** Information supplied **
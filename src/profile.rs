//! Lifetime statistics and the local high-score table
//!
//! The engine reports a `SessionSummary` when a run ends; this module folds
//! summaries into durable per-player data. Actual storage — disk, cloud
//! sync, leaderboard upload — is the host's job: everything here is a plain
//! serde value with JSON helpers.

use serde::{Deserialize, Serialize};

use crate::settings::Settings;
use crate::sim::{BonusKind, ObstacleKind, SessionSummary};

/// Maximum number of high scores to keep
pub const MAX_HIGH_SCORES: usize = 10;

/// A single high score entry
#[derive(Debug, Clone, PartialEq, Serialize, Deserialize)]
pub struct HighScoreEntry {
    /// Score achieved
    pub score: u32,
    /// Unix timestamp (ms) when achieved, supplied by the host
    pub timestamp_ms: f64,
}

/// Local high score table, sorted descending by score
#[derive(Debug, Clone, Default, PartialEq, Serialize, Deserialize)]
pub struct HighScores {
    pub entries: Vec<HighScoreEntry>,
}

impl HighScores {
    pub fn new() -> Self {
        Self {
            entries: Vec::new(),
        }
    }

    /// Check if a score qualifies for the table
    pub fn qualifies(&self, score: u32) -> bool {
        if score == 0 {
            return false;
        }
        if self.entries.len() < MAX_HIGH_SCORES {
            return true;
        }
        self.entries.last().map(|e| score > e.score).unwrap_or(true)
    }

    /// Rank a score would achieve (1-indexed), `None` if it doesn't qualify
    pub fn potential_rank(&self, score: u32) -> Option<usize> {
        if !self.qualifies(score) {
            return None;
        }
        let rank = self.entries.iter().position(|e| score > e.score);
        Some(rank.unwrap_or(self.entries.len()) + 1)
    }

    /// Insert a qualifying score at its rank, trimming the table.
    /// Returns the rank achieved (1-indexed), `None` if it didn't qualify.
    pub fn add_score(&mut self, score: u32, timestamp_ms: f64) -> Option<usize> {
        if !self.qualifies(score) {
            return None;
        }

        let entry = HighScoreEntry {
            score,
            timestamp_ms,
        };
        let pos = self.entries.iter().position(|e| score > e.score);
        let rank = match pos {
            Some(i) => {
                self.entries.insert(i, entry);
                i + 1
            }
            None => {
                self.entries.push(entry);
                self.entries.len()
            }
        };

        self.entries.truncate(MAX_HIGH_SCORES);
        Some(rank)
    }

    pub fn is_empty(&self) -> bool {
        self.entries.is_empty()
    }

    pub fn top_score(&self) -> Option<u32> {
        self.entries.first().map(|e| e.score)
    }
}

/// Totals accumulated across every recorded session
#[derive(Debug, Clone, Default, PartialEq, Serialize, Deserialize)]
pub struct LifetimeStats {
    pub total_games: u32,
    pub total_taps: u32,
    pub total_play_time_ms: u64,
    pub total_coins_earned: u32,
    pub total_score: u64,
    pub total_deaths: u32,
    /// Indexed by `ObstacleKind::index`; boundary deaths count only in
    /// `total_deaths`
    pub deaths_by_obstacle: [u32; 4],
    pub total_bonuses: u32,
    /// Indexed by `BonusKind::index`
    pub bonuses_by_kind: [u32; 4],
}

impl LifetimeStats {
    pub fn deaths_by(&self, kind: ObstacleKind) -> u32 {
        self.deaths_by_obstacle[kind.index()]
    }

    pub fn bonuses_of(&self, kind: BonusKind) -> u32 {
        self.bonuses_by_kind[kind.index()]
    }
}

/// Durable per-player data: balance, records, stats, preferences
#[derive(Debug, Clone, Default, PartialEq, Serialize, Deserialize)]
pub struct PlayerProfile {
    pub high_score: u32,
    /// Spendable coin balance
    pub coins: u32,
    pub stats: LifetimeStats,
    pub settings: Settings,
    pub scores: HighScores,
}

impl PlayerProfile {
    pub fn new() -> Self {
        Self::default()
    }

    /// Fold one finished session into the profile. Returns the high-score
    /// rank the session achieved, if it qualified.
    pub fn record_session(
        &mut self,
        summary: &SessionSummary,
        timestamp_ms: f64,
    ) -> Option<usize> {
        self.coins += summary.coins;
        self.high_score = self.high_score.max(summary.score);

        let stats = &mut self.stats;
        stats.total_games += 1;
        stats.total_taps += summary.tap_count;
        stats.total_play_time_ms += summary.play_time_ms;
        stats.total_coins_earned += summary.coins;
        stats.total_score += u64::from(summary.score);
        stats.total_deaths += 1;
        if let Some(kind) = summary.death_cause {
            stats.deaths_by_obstacle[kind.index()] += 1;
        }
        for bonus in &summary.bonuses_collected {
            stats.total_bonuses += bonus.count;
            stats.bonuses_by_kind[bonus.kind.index()] += bonus.count;
        }

        log::info!(
            "session recorded: score={} high_score={} games={}",
            summary.score,
            self.high_score,
            stats.total_games,
        );
        self.scores.add_score(summary.score, timestamp_ms)
    }

    /// Serialize for the host's storage layer
    pub fn to_json(&self) -> Result<String, serde_json::Error> {
        serde_json::to_string(self)
    }

    /// Restore from the host's storage layer
    pub fn from_json(json: &str) -> Result<Self, serde_json::Error> {
        serde_json::from_str(json)
    }
}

** Exercise description **
In the listing above, find the line with "for the table" and the line with "self.entries.insert(i, entry);", then print exactly those lines and every line between them.

** Expected output **
    /// Check if a score qualifies for the table
    pub fn qualifies(&self, score: u32) -> bool {
        if score == 0 {
            return false;
        }
        if self.entries.len() < MAX_HIGH_SCORES {
            return true;
        }
        self.entries.last().map(|e| score > e.score).unwrap_or(true)
    }

    /// Rank a score would achieve (1-indexed), `None` if it doesn't qualify
    pub fn potential_rank(&self, score: u32) -> Option<usize> {
        if !self.qualifies(score) {
            return None;
        }
        let rank = self.entries.iter().position(|e| score > e.score);
        Some(rank.unwrap_or(self.entries.len()) + 1)
    }

    /// Insert a qualifying score at its rank, trimming the table.
    /// Returns the rank achieved (1-indexed), `None` if it didn't qualify.
    pub fn add_score(&mut self, score: u32, timestamp_ms: f64) -> Option<usize> {
        if !self.qualifies(score) {
            return None;
        }

        let entry = HighScoreEntry {
            score,
            timestamp_ms,
        };
        let pos = self.entries.iter().position(|e| score > e.score);
        let rank = match pos {
            Some(i) => {
                self.entries.insert(i, entry);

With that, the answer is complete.